**Problem**: One line at a time, check the entries below for the word "UnknownContentType", and copy each line that has it.

Items from a dataset
===

//! Content type registry

use std::collections::{BTreeMap, HashMap};

use super::ContentType;
use crate::config::ContentTypeOverride;
use crate::naming::slug;
use crate::{Error, Result};

/// Field used as the file stem when no override is configured
pub const DEFAULT_IDENTIFIER_FIELD: &str = "id";

/// Lookup over the content types fetched for one pass, plus the
/// per-type configuration overlay.
///
/// # Example
///
/// ```
/// use std::collections::BTreeMap;
/// use mirror_core::schema::{ContentType, ContentTypeRegistry};
///
/// let post: ContentType = serde_json::from_value(serde_json::json!({
///     "sys": {"id": "post"}, "name": "Blog Post", "fields": []
/// })).unwrap();
/// let registry = ContentTypeRegistry::new(vec![post], &BTreeMap::new()).unwrap();
///
/// let post = registry.find_by_id("post").unwrap();
/// assert_eq!(registry.directory_name_of(post), "blog-post");
/// assert_eq!(registry.identifier_field_of(post), "id");
/// assert_eq!(registry.body_field_of(post), None);
/// ```
#[derive(Debug, Clone, Default)]
pub struct ContentTypeRegistry {
    types: Vec<ContentType>,
    by_id: HashMap<String, usize>,
    overrides: BTreeMap<String, ContentTypeOverride>,
}

impl ContentTypeRegistry {
    /// Build a registry, rejecting schema sets whose names would share a directory.
    pub fn new(
        types: Vec<ContentType>,
        overrides: &BTreeMap<String, ContentTypeOverride>,
    ) -> Result<Self> {
        let mut by_id = HashMap::with_capacity(types.len());
        let mut by_slug: HashMap<String, &str> = HashMap::with_capacity(types.len());

        for (index, content_type) in types.iter().enumerate() {
            let directory = slug(&content_type.name);
            if directory.is_empty() {
                return Err(Error::EmptyTypeSlug {
                    id: content_type.id().to_string(),
                    name: content_type.name.clone(),
                });
            }
            if let Some(first) = by_slug.insert(directory.clone(), &content_type.name) {
                return Err(Error::SlugCollision {
                    first: first.to_string(),
                    second: content_type.name.clone(),
                    slug: directory,
                });
            }
            by_id.insert(content_type.id().to_string(), index);
        }

        Ok(Self {
            types,
            by_id,
            overrides: overrides.clone(),
        })
    }

    pub fn find_by_id(&self, type_id: &str) -> Result<&ContentType> {
        self.by_id
            .get(type_id)
            .map(|&index| &self.types[index])
            .ok_or_else(|| Error::UnknownContentType {
                id: type_id.to_string(),
            })
    }

    /// All content types, in the order the remote source listed them.
    pub fn content_types(&self) -> &[ContentType] {
        &self.types
    }

    pub fn directory_name_of(&self, content_type: &ContentType) -> String {
        slug(&content_type.name)
    }

    pub fn identifier_field_of(&self, content_type: &ContentType) -> &str {
        self.overrides
            .get(&content_type.name)
            .and_then(|o| o.id.as_deref())
            .unwrap_or(DEFAULT_IDENTIFIER_FIELD)
    }

    pub fn body_field_of(&self, content_type: &ContentType) -> Option<&str> {
        self.overrides
            .get(&content_type.name)
            .and_then(|o| o.contents.as_deref())
    }
}

#[cfg(test)]
mod tests {
    use super::*;
    use crate::model::SysId;

    fn content_type(id: &str, name: &str) -> ContentType {
        ContentType {
            sys: SysId { id: id.into() },
            name: name.into(),
            display_field: None,
            fields: Vec::new(),
        }
    }

    #[test]
    fn find_by_id_reports_unknown_type() {
        let registry =
            ContentTypeRegistry::new(vec![content_type("post", "Post")], &BTreeMap::new()).unwrap();

        assert_eq!(registry.find_by_id("post").unwrap().name, "Post");
        match registry.find_by_id("page") {
            Err(Error::UnknownContentType { id }) => assert_eq!(id, "page"),
            other => panic!("expected unknown content type, got {other:?}"),
        }
    }

    #[test]
    fn overrides_are_keyed_by_type_name() {
        let mut overrides = BTreeMap::new();
        overrides.insert(
            "Post".to_string(),
            ContentTypeOverride {
                id: Some("slug".into()),
                contents: Some("body".into()),
            },
        );
        let registry = ContentTypeRegistry::new(
            vec![content_type("post", "Post"), content_type("author", "Author")],
            &overrides,
        )
        .unwrap();

        let post = registry.find_by_id("post").unwrap();
        let author = registry.find_by_id("author").unwrap();
        assert_eq!(registry.identifier_field_of(post), "slug");
        assert_eq!(registry.body_field_of(post), Some("body"));
        assert_eq!(registry.identifier_field_of(author), "id");
        assert_eq!(registry.body_field_of(author), None);
    }

    #[test]
    fn colliding_directory_names_are_rejected() {
        let result = ContentTypeRegistry::new(
            vec![content_type("a", "Blog Post"), content_type("b", "blog_post")],
            &BTreeMap::new(),
        );
        match result {
            Err(Error::SlugCollision { first, second, slug }) => {
                assert_eq!(first, "Blog Post");
                assert_eq!(second, "blog_post");
                assert_eq!(slug, "blog-post");
            }
            other => panic!("expected slug collision, got {other:?}"),
        }
    }

    #[test]
    fn name_without_word_characters_is_rejected() {
        let result = ContentTypeRegistry::new(vec![content_type("x", "!!!")], &BTreeMap::new());
        assert!(matches!(result, Err(Error::EmptyTypeSlug { .. })));
    }
}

===

**Result**:
            .ok_or_else(|| Error::UnknownContentType {
            Err(Error::UnknownContentType { id }) => assert_eq!(id, "page"),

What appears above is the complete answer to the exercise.